У нас оставалось рублей сто с продажи газет, которые я еще не успел отдать в «казну», а также почти весь тираж последнего номера «Черного знамени» со статьей Пьера. Ничего не осталось делать, как активно распространять его, а затем на вырученные деньги издать марксистскую газету. За месяц мы решили задачу: в нашей кассе накопилась новая тысяча. Что касается Вольберга, то к ноябрю он издал-таки 13 номер «Черного знамени», но затем дело заглохло. Как мне рассказывал мне потом Саня Чалый, Илья, брошенный всеми любовницами, ушел в запой, оставшиеся деньги пропил, а тираж «Черного знамени» сдал во вторсырье, чтобы выручить талоны на стиральный порошок.
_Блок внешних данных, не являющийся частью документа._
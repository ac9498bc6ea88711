//! Transient toast notifications
//!
//! Success feedback for saves, exports and recovered refreshes shows up in
//! the top-right corner and disappears on its own.

use crate::tea::message::ToastLevel;
use crate::theme::Theme;
use ratatui::{
    layout::{Alignment, Constraint, Direction, Layout, Rect},
    style::{Color, Modifier, Style},
    text::{Line, Span},
    widgets::{Block, Borders, Clear, Paragraph, Wrap},
    Frame,
};
use std::collections::VecDeque;
use std::time::{Duration, Instant};
use uuid::Uuid;

/// Maximum number of toasts to display simultaneously
const MAX_VISIBLE_TOASTS: usize = 5;

const TOAST_HEIGHT: u16 = 3;

/// Toast notification item
#[derive(Debug, Clone)]
pub struct Toast {
    pub id: String,
    pub message: String,
    pub level: ToastLevel,
    pub created_at: Instant,
    pub duration: Duration,
}

impl Toast {
    /// Create a toast whose lifetime depends on its level
    pub fn new(message: impl Into<String>, level: ToastLevel) -> Self {
        let duration = match level {
            ToastLevel::Info => Duration::from_secs(3),
            ToastLevel::Success => Duration::from_secs(2),
            ToastLevel::Error => Duration::from_secs(5),
        };

        Self {
            id: Uuid::new_v4().to_string(),
            message: message.into(),
            level,
            created_at: Instant::now(),
            duration,
        }
    }

    pub fn is_expired_at(&self, now: Instant) -> bool {
        now.saturating_duration_since(self.created_at) >= self.duration
    }

    pub fn icon(&self) -> &'static str {
        match self.level {
            ToastLevel::Info => "ℹ",
            ToastLevel::Success => "✓",
            ToastLevel::Error => "✗",
        }
    }

    pub fn accent(&self, theme: &Theme) -> Color {
        match self.level {
            ToastLevel::Info => theme.colors.palette.info,
            ToastLevel::Success => theme.colors.palette.success,
            ToastLevel::Error => theme.colors.palette.error,
        }
    }
}

/// Queue of visible toasts, oldest first
#[derive(Debug, Clone)]
pub struct ToastManager {
    toasts: VecDeque<Toast>,
    max_visible: usize,
}

impl Default for ToastManager {
    fn default() -> Self {
        Self::new()
    }
}

impl ToastManager {
    pub fn new() -> Self {
        Self {
            toasts: VecDeque::new(),
            max_visible: MAX_VISIBLE_TOASTS,
        }
    }

    /// Add a toast, dropping the oldest one when full
    pub fn show(&mut self, message: impl Into<String>, level: ToastLevel) {
        if self.toasts.len() >= self.max_visible {
            self.toasts.pop_front();
        }
        self.toasts.push_back(Toast::new(message, level));
    }

    pub fn info(&mut self, message: impl Into<String>) {
        self.show(message, ToastLevel::Info);
    }

    pub fn success(&mut self, message: impl Into<String>) {
        self.show(message, ToastLevel::Success);
    }

    pub fn error(&mut self, message: impl Into<String>) {
        self.show(message, ToastLevel::Error);
    }

    /// Remove expired toasts
    pub fn prune(&mut self, now: Instant) {
        self.toasts.retain(|toast| !toast.is_expired_at(now));
    }

    pub fn toasts(&self) -> &VecDeque<Toast> {
        &self.toasts
    }

    pub fn has_toasts(&self) -> bool {
        !self.toasts.is_empty()
    }

    pub fn clear(&mut self) {
        self.toasts.clear();
    }
}

/// Draws toasts stacked down from the top-right corner, newest first
pub struct ToastRenderer;

impl ToastRenderer {
    pub fn render(frame: &mut Frame, area: Rect, toasts: &VecDeque<Toast>, theme: &Theme) {
        let width = area.width.min(50);
        let mut y = area.y + 1;

        for toast in toasts.iter().rev() {
            if y + TOAST_HEIGHT > area.y + area.height {
                break;
            }
            let toast_area = Rect {
                x: area.x + area.width.saturating_sub(width).saturating_sub(2),
                y,
                width,
                height: TOAST_HEIGHT,
            };
            Self::render_toast(frame, toast_area, toast, theme);
            y += TOAST_HEIGHT;
        }
    }

    fn render_toast(frame: &mut Frame, area: Rect, toast: &Toast, theme: &Theme) {
        frame.render_widget(Clear, area);

        let accent = toast.accent(theme);
        let block = Block::default()
            .borders(Borders::ALL)
            .border_style(Style::default().fg(accent))
            .style(Style::default().bg(theme.colors.palette.surface));
        let inner = block.inner(area);
        frame.render_widget(block, area);

        let chunks = Layout::default()
            .direction(Direction::Horizontal)
            .constraints([Constraint::Length(3), Constraint::Min(0)])
            .split(inner);

        let icon = Paragraph::new(toast.icon())
            .style(Style::default().fg(accent).add_modifier(Modifier::BOLD))
            .alignment(Alignment::Center);
        frame.render_widget(icon, chunks[0]);

        let message = Paragraph::new(Line::from(Span::styled(
            toast.message.as_str(),
            Style::default().fg(theme.colors.palette.text_primary),
        )))
        .wrap(Wrap { trim: true });
        frame.render_widget(message, chunks[1]);
    }
}

#[cfg(test)]
mod tests {
    use super::*;

    #[test]
    fn test_toast_lifetimes() {
        let toast = Toast::new("Saved", ToastLevel::Success);
        assert_eq!(toast.duration, Duration::from_secs(2));
        assert!(!toast.is_expired_at(toast.created_at));
        assert!(toast.is_expired_at(toast.created_at + Duration::from_secs(2)));
    }

    #[test]
    fn test_manager_drops_oldest_when_full() {
        let mut manager = ToastManager::new();
        for i in 0..7 {
            manager.info(format!("Toast {}", i));
        }
        assert_eq!(manager.toasts().len(), MAX_VISIBLE_TOASTS);
        assert_eq!(manager.toasts()[0].message, "Toast 2");
    }

    #[test]
    fn test_prune_removes_expired() {
        let mut manager = ToastManager::new();
        manager.success("Product updated");
        manager.error("Export failed");
        let later = manager.toasts()[0].created_at + Duration::from_secs(3);
        manager.prune(later);
        assert_eq!(manager.toasts().len(), 1);
        assert_eq!(manager.toasts()[0].level, ToastLevel::Error);

        manager.clear();
        assert!(!manager.has_toasts());
    }
}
Глава 3 Троцкистское нашествие

Мода на занятие политикой сходила на нет. Я чувствовал это по тому, что сокурсники стали относиться ко мне иначе, чем еще год-полтора назад. Тогда я вызывал уважение однокашников. С нами учится настоящий анархист! А сейчас в их вопросах типа «Когда революция?» было больше иронии, нежели искреннего интереса. Падала численность неформальных организаций. Фактически перестал существовать «Демократический союз». Питерский «Народный фронт» ушлые дяди и тети начали использовать для того, чтобы пробраться во власть, и им это удалось. Тихо умирали объединения, которые выступали за «социализм с человеческим лицом»: Федерация социалистических клубов, группа «Современная марксистская мысль», объединение «Перестройка». Самиздатовские газеты уже не вызывали прежнего интереса.